30 Oct 2013

Fed Farmers urges change at Fonterra

1:07 pm on 30 October 2013

Federated Farmers says Fonterra should adopt the recommendations made in a review of its handling of the botulism scare and to break down its "fortress Fonterra" mindset.

Shareholders and customers say there was too much confusion when the contamination scare began.

The dairy co-operative's board commissioned the 163-page report after a contamination scare led to its recall of suspect whey protein concentrate in August this year.

Later tests showed the products, which included infant formula, were not tainted with a bacterium that could cause botulism, but the false alarm caused huge losses for some dairy exporters.

In the report released on Tuesday, Fonterra's Independent Inquiry Committee lists 10 primary failures, including insufficient senior oversight, inadequate testing for botulism and a failure to recognise the explosive reputational risk of its food scare.

Federated Farmers dairy vice-chairperson Andrew Hoggard said there was confusion days before he knew if his own child's milk formula was safe.
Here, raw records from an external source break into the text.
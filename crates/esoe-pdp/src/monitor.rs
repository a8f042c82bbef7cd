//! Retry of undelivered cache clear requests.
//!
//! Every `retry_interval` the monitor takes the recorded failures and sends
//! each request again. Requests are reissued with a fresh ID and issue
//! instant since the original will usually be outside the receiver's allowed
//! clock skew by then. A failure is dropped once delivered, or once it is
//! older than `max_failure_age`.

use esoe_core::{DocumentCodec, PdpConfig, Transport, generate_id};
use std::sync::Arc;
use std::sync::atomic::{AtomicBool, AtomicU64, Ordering};
use std::time::Duration;
use time::OffsetDateTime;
use tokio::sync::Notify;

use crate::broadcast::send_cache_clear;
use crate::failures::{FailedCacheUpdate, FailureRepository};

/// Outcome of one pass over the failure repository.
#[derive(Debug, Clone, Copy, Default, PartialEq, Eq)]
pub struct FlushReport {
    pub delivered: usize,
    pub expired: usize,
    pub retained: usize,
}

#[derive(Debug, Clone, Default)]
pub struct MonitorStats {
    /// Delivery attempts made.
    pub attempts: u64,
    /// Failures delivered on retry.
    pub delivered: u64,
    /// Failures dropped for age.
    pub expired: u64,
}

/// Background retry of failed cache clear deliveries.
pub struct CacheUpdateFailureMonitor {
    failures: Arc<FailureRepository>,
    codec: Arc<dyn DocumentCodec>,
    transport: Arc<dyn Transport>,
    retry_interval: Duration,
    max_failure_age: Duration,
    shutdown: AtomicBool,
    wake: Notify,
    attempts: AtomicU64,
    delivered: AtomicU64,
    expired: AtomicU64,
}

impl CacheUpdateFailureMonitor {
    pub fn new(
        config: &PdpConfig,
        failures: Arc<FailureRepository>,
        codec: Arc<dyn DocumentCodec>,
        transport: Arc<dyn Transport>,
    ) -> Self {
        tracing::info!(
            retry_interval = ?config.retry_interval,
            max_failure_age = ?config.max_failure_age,
            "Cache update failure monitor configured"
        );

        Self {
            failures,
            codec,
            transport,
            retry_interval: config.retry_interval,
            max_failure_age: config.max_failure_age,
            shutdown: AtomicBool::new(false),
            wake: Notify::new(),
            attempts: AtomicU64::new(0),
            delivered: AtomicU64::new(0),
            expired: AtomicU64::new(0),
        }
    }

    /// Run until [`shutdown`](Self::shutdown) is called.
    pub async fn run(&self) {
        loop {
            if self.is_shutting_down() {
                break;
            }

            tokio::select! {
                _ = self.wake.notified() => {}
                _ = tokio::time::sleep(self.retry_interval) => {
                    self.flush().await;
                }
            }
        }

        tracing::info!("Cache update failure monitor stopped");
    }

    /// Retry every recorded failure once.
    pub async fn flush(&self) -> FlushReport {
        let pending = self.failures.drain();
        if pending.is_empty() {
            return FlushReport::default();
        }

        tracing::debug!(failures = pending.len(), "Retrying failed cache updates");

        let mut report = FlushReport::default();
        for failure in pending {
            match self.retry(failure).await {
                Ok(endpoint) => {
                    report.delivered += 1;
                    self.delivered.fetch_add(1, Ordering::Relaxed);
                    tracing::info!(endpoint = %endpoint, "Failed cache update delivered on retry");
                }
                Err(failure) => {
                    let age = OffsetDateTime::now_utc() - failure.recorded_at;
                    if age > self.max_failure_age {
                        report.expired += 1;
                        self.expired.fetch_add(1, Ordering::Relaxed);
                        tracing::warn!(
                            endpoint = %failure.endpoint,
                            age_secs = age.whole_seconds(),
                            "Dropping cache update that could not be delivered in time"
                        );
                    } else {
                        report.retained += 1;
                        self.failures.add(failure);
                    }
                }
            }
        }

        report
    }

    /// Reissue and send a failed request. Hands the failure back on error.
    async fn retry(&self, mut failure: FailedCacheUpdate) -> Result<String, FailedCacheUpdate> {
        failure.request.header.id = generate_id();
        failure.request.header.issue_instant = OffsetDateTime::now_utc();

        self.attempts.fetch_add(1, Ordering::Relaxed);
        match send_cache_clear(
            self.codec.as_ref(),
            self.transport.as_ref(),
            &failure.endpoint,
            &failure.request,
        )
        .await
        {
            Ok(()) => Ok(failure.endpoint),
            Err(e) => {
                tracing::info!(endpoint = %failure.endpoint, error = %e, "Cache update retry failed");
                Err(failure)
            }
        }
    }

    /// Signal the monitor to stop.
    pub fn shutdown(&self) {
        self.shutdown.store(true, Ordering::Relaxed);
        self.wake.notify_one();
    }

    #[must_use]
    pub fn is_shutting_down(&self) -> bool {
        self.shutdown.load(Ordering::Relaxed)
    }

    #[must_use]
    pub fn stats(&self) -> MonitorStats {
        MonitorStats {
            attempts: self.attempts.load(Ordering::Relaxed),
            delivered: self.delivered.load(Ordering::Relaxed),
            expired: self.expired.load(Ordering::Relaxed),
        }
    }
}

// =============================================================================
// Tests
// =============================================================================

#[cfg(test)]
mod tests {
    use super::*;
    use async_trait::async_trait;
    use esoe_core::protocol::{
        ClearAuthzCacheRequest, ClearAuthzCacheResponse, NameId, RequestHeader, SAML_VERSION,
        Status,
    };
    use esoe_core::{JsonDocumentCodec, ProtocolDocument, TransportError};
    use std::sync::Mutex;

    /// Fails until `up` is set, recording the request ids it was sent.
    struct FlakySpep {
        up: AtomicBool,
        ids: Mutex<Vec<String>>,
    }

    #[async_trait]
    impl Transport for FlakySpep {
        async fn send(&self, endpoint: &str, document: Vec<u8>) -> Result<Vec<u8>, TransportError> {
            let request = JsonDocumentCodec
                .unmarshal_signed(&document)
                .and_then(ProtocolDocument::into_clear_authz_cache_request)
                .expect("cache clear request");
            self.ids.lock().unwrap().push(request.header.id.clone());

            if !self.up.load(Ordering::SeqCst) {
                return Err(TransportError::connect(endpoint, "down"));
            }

            let response = ClearAuthzCacheResponse {
                id: generate_id(),
                in_response_to: Some(request.header.id),
                version: SAML_VERSION.to_string(),
                issue_instant: OffsetDateTime::now_utc(),
                issuer: NameId::new("spep"),
                status: Status::success(),
            };
            Ok(JsonDocumentCodec.marshal_signed(&response.into()).expect("marshal"))
        }
    }

    fn failure(recorded_at: OffsetDateTime) -> FailedCacheUpdate {
        let mut failure = FailedCacheUpdate::new(
            "https://spep/clear",
            ClearAuthzCacheRequest {
                header: RequestHeader::new("_original", "https://esoe.example.com"),
                reason: None,
                subject: None,
                extensions: None,
            },
        );
        failure.recorded_at = recorded_at;
        failure
    }

    fn monitor(spep: Arc<FlakySpep>, failures: Arc<FailureRepository>) -> CacheUpdateFailureMonitor {
        let config = PdpConfig {
            retry_interval: Duration::from_millis(10),
            max_failure_age: Duration::from_secs(60),
            ..Default::default()
        };
        CacheUpdateFailureMonitor::new(&config, failures, Arc::new(JsonDocumentCodec), spep)
    }

    fn spep(up: bool) -> Arc<FlakySpep> {
        Arc::new(FlakySpep {
            up: AtomicBool::new(up),
            ids: Mutex::new(Vec::new()),
        })
    }

    #[tokio::test]
    async fn test_flush_delivers_with_new_id() {
        let spep = spep(true);
        let failures = Arc::new(FailureRepository::new());
        failures.add(failure(OffsetDateTime::now_utc()));
        let monitor = monitor(Arc::clone(&spep), Arc::clone(&failures));

        let report = monitor.flush().await;

        assert_eq!(report.delivered, 1);
        assert!(failures.is_empty());
        let ids = spep.ids.lock().unwrap();
        assert_eq!(ids.len(), 1);
        assert_ne!(ids[0], "_original");
    }

    #[tokio::test]
    async fn test_flush_retains_recent_failure() {
        let spep = spep(false);
        let failures = Arc::new(FailureRepository::new());
        failures.add(failure(OffsetDateTime::now_utc()));
        let monitor = monitor(Arc::clone(&spep), Arc::clone(&failures));

        let report = monitor.flush().await;
        assert_eq!(report.retained, 1);
        assert_eq!(failures.len(), 1);

        // Each retry is reissued under a new id.
        monitor.flush().await;
        let ids = spep.ids.lock().unwrap();
        assert_eq!(ids.len(), 2);
        assert_ne!(ids[0], ids[1]);
    }

    #[tokio::test]
    async fn test_flush_drops_expired_failure() {
        let spep = spep(false);
        let failures = Arc::new(FailureRepository::new());
        failures.add(failure(OffsetDateTime::now_utc() - time::Duration::hours(2)));
        let monitor = monitor(spep, Arc::clone(&failures));

        let report = monitor.flush().await;
        assert_eq!(report.expired, 1);
        assert!(failures.is_empty());
        assert_eq!(monitor.stats().expired, 1);
    }

    #[tokio::test]
    async fn test_run_retries_until_shutdown() {
        let spep = spep(true);
        let failures = Arc::new(FailureRepository::new());
        failures.add(failure(OffsetDateTime::now_utc()));
        let monitor = Arc::new(monitor(spep, Arc::clone(&failures)));

        let handle = tokio::spawn({
            let monitor = Arc::clone(&monitor);
            async move { monitor.run().await }
        });

        tokio::time::sleep(Duration::from_millis(100)).await;
        monitor.shutdown();
        handle.await.expect("monitor task");

        assert!(failures.is_empty());
        assert_eq!(monitor.stats().delivered, 1);
    }
}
He said communication about food safety needs to be quick and precise.

Although he believes it will be able to put in place the operational changes necessary, he has doubts about the company's ability to overcome the "fortress Fonterra" mindset.

"What I've encountered in the past has been an attitude of no matter what we do we're still going to get lambasted ... so we'll just ignore them and get on with it."

Mr Hoggard says if Fonterra can own up to its mistakes and make them right it will emerge as a better company.

The review has recommended 33 points of action, including improving its risk and crisis management procedures, amending its plant cleaning programmes and making more of an effort to address the "fortress Fonterra" perception.

It said the board needs to set up a risk committee and take greater responsibility for developing relationships with external stakeholders.

Chairman John Wilson promised that Fonterra will do so. He said the findings demonstrate that the company's manufacturing processes and systems are at a "best in class" standard. He says the report endorses much of the management's operational review.

Mr Wilson told Radio New Zealand's Morning Report programme no more staff will go as a result of the contamination scare.

Former managing director of New Zealand Milk Products Gary Romano who publicly represented the company in the early days of the crisis, was one of two people who resigned in the aftermath.

Lincoln University professor of agribusiness Keith Woodford says Fonterra's biggest issue is that its staff need to know how to deal with events which are low probability but big impact, and understand the huge implications of even the smallest mistake.

He says the report revealed managers spent two months arguing over who would pay the $7500 dollar bill for AgResearch's tests, while its customers were oblivious.